What the task requires ▸ Below are the records. Gather each line that holds "columns".

(Stored items)
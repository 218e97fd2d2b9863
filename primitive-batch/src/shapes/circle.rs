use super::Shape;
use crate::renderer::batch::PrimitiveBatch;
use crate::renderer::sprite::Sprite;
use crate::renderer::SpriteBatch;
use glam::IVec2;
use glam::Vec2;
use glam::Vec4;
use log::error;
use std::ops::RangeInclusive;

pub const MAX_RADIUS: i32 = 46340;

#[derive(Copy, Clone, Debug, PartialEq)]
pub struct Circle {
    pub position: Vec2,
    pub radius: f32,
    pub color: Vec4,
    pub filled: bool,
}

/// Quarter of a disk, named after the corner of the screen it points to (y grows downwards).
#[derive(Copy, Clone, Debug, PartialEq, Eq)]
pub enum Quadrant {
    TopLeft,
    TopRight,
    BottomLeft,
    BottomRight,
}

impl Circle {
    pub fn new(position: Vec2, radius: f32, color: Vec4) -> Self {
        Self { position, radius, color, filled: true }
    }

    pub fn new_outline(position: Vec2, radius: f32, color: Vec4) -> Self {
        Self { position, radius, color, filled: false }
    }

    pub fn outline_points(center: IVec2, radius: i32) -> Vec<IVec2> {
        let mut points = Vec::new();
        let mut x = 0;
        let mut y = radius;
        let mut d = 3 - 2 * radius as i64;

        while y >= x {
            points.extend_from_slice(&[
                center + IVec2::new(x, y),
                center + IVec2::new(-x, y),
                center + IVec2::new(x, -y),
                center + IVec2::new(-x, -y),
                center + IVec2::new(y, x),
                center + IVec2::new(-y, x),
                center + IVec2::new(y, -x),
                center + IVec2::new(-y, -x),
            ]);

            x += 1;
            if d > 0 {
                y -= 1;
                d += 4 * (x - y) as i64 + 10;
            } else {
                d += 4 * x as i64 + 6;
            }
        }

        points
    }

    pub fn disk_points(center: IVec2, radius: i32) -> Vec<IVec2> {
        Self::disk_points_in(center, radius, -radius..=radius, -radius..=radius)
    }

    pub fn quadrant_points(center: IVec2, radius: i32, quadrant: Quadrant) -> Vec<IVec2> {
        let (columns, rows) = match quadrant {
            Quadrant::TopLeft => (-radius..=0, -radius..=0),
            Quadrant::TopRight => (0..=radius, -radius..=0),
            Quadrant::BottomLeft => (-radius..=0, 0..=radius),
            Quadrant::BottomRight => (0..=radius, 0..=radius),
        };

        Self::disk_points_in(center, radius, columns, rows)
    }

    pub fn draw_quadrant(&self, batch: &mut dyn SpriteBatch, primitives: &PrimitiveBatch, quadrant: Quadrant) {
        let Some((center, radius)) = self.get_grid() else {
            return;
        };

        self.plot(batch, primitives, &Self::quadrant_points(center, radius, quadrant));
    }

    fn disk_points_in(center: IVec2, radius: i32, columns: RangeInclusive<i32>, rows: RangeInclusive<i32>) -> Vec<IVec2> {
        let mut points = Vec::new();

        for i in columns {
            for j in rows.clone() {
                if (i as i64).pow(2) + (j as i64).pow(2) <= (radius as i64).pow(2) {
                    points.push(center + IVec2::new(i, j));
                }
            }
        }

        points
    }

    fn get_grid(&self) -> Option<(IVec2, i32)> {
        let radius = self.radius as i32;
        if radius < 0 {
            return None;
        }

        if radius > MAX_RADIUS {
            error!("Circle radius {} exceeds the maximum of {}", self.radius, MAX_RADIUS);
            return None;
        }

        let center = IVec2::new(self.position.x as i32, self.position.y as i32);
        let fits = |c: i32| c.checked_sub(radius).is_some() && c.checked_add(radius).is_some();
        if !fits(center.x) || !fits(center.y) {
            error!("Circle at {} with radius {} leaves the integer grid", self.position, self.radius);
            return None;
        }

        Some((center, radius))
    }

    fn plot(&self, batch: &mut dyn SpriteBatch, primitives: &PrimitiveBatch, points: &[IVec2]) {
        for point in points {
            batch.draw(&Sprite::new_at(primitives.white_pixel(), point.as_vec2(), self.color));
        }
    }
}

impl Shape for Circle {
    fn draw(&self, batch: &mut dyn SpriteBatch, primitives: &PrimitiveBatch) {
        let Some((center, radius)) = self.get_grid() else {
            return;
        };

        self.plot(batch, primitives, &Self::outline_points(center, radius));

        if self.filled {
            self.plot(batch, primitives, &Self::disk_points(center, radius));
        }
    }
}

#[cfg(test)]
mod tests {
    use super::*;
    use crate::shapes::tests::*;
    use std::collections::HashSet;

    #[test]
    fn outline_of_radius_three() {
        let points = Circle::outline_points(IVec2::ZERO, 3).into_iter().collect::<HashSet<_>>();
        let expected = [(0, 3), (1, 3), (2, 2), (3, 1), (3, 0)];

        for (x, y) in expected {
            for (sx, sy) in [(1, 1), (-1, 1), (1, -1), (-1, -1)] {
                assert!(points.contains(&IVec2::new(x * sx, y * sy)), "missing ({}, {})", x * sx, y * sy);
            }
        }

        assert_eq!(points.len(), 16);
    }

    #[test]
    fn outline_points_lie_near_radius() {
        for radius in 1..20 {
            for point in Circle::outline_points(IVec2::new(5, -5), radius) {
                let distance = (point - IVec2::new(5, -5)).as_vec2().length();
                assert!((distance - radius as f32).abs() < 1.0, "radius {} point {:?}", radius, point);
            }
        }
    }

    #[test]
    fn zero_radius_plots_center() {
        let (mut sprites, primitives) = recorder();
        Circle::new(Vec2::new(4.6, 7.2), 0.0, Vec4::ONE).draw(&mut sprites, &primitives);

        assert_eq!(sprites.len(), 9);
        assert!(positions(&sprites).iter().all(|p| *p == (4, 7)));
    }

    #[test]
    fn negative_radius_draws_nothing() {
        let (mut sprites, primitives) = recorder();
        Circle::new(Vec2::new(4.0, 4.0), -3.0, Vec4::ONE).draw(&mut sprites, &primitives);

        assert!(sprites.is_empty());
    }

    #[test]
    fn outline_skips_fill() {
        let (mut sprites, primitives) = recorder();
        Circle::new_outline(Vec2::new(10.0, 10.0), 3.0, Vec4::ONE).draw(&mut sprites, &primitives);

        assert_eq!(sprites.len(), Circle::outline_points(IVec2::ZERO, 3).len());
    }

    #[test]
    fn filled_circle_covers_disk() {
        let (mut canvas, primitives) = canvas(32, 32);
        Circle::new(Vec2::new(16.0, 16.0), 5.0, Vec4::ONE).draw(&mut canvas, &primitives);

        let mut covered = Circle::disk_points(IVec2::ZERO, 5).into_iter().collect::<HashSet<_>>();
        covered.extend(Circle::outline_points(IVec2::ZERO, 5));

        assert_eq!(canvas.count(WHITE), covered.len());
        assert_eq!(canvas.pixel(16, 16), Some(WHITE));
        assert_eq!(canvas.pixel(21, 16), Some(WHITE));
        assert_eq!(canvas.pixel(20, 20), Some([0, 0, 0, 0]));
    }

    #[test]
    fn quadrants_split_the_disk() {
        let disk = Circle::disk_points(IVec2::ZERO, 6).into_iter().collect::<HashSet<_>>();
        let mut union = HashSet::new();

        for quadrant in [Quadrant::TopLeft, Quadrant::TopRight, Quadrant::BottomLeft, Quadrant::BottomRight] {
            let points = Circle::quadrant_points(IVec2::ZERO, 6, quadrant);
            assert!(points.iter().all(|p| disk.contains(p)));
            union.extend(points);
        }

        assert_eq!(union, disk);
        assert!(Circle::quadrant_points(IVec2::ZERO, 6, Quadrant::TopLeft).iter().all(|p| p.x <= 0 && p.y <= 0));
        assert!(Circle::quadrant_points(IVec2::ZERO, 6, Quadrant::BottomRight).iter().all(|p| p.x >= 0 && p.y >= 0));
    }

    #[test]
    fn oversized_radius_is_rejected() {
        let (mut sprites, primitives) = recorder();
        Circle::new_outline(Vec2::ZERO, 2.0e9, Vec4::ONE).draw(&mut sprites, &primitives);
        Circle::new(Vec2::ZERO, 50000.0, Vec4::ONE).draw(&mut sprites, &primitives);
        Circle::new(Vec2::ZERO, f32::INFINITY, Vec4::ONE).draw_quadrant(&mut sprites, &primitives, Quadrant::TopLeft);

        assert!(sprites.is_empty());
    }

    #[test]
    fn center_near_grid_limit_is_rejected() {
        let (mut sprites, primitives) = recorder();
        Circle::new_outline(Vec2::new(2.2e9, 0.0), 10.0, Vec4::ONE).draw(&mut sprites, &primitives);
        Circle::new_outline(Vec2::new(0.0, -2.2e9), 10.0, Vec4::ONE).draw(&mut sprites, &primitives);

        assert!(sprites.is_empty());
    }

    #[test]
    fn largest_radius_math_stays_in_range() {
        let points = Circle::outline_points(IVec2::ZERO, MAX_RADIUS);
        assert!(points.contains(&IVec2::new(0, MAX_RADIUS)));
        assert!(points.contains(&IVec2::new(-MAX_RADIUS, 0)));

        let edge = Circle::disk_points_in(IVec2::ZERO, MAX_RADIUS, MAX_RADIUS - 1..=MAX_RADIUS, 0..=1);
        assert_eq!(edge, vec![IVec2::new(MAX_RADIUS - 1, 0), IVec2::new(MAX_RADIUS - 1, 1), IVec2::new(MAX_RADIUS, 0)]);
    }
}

Solution to this exercise ▸
        let (columns, rows) = match quadrant {
        Self::disk_points_in(center, radius, columns, rows)
    fn disk_points_in(center: IVec2, radius: i32, columns: RangeInclusive<i32>, rows: RangeInclusive<i32>) -> Vec<IVec2> {
        for i in columns {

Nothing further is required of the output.